→ Problem description
Check every line of the listing below for "Data", and report how many lines have it, as a number with nothing more.

-------------------------

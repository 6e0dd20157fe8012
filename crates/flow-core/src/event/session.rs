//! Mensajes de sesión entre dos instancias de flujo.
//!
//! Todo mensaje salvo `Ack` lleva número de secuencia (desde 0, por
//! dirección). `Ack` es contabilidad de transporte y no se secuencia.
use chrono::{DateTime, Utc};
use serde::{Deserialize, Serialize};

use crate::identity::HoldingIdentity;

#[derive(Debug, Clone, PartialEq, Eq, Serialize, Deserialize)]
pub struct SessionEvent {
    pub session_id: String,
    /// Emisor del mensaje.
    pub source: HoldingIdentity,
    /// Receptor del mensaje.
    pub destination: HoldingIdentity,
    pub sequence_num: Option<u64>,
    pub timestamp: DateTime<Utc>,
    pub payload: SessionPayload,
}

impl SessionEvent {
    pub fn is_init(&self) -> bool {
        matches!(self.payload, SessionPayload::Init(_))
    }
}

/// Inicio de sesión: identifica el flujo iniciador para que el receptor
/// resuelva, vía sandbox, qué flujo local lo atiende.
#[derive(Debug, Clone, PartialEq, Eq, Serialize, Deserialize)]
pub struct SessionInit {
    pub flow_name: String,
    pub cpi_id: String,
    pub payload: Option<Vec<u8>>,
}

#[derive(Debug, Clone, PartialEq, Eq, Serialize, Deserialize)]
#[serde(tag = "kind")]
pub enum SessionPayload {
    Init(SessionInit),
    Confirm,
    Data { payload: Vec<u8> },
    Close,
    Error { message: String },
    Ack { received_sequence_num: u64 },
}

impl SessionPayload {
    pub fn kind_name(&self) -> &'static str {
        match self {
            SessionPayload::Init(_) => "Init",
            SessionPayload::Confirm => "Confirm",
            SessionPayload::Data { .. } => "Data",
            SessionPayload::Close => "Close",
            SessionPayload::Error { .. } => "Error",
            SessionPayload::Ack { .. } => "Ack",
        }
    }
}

-------------------------

→ Result for this task
2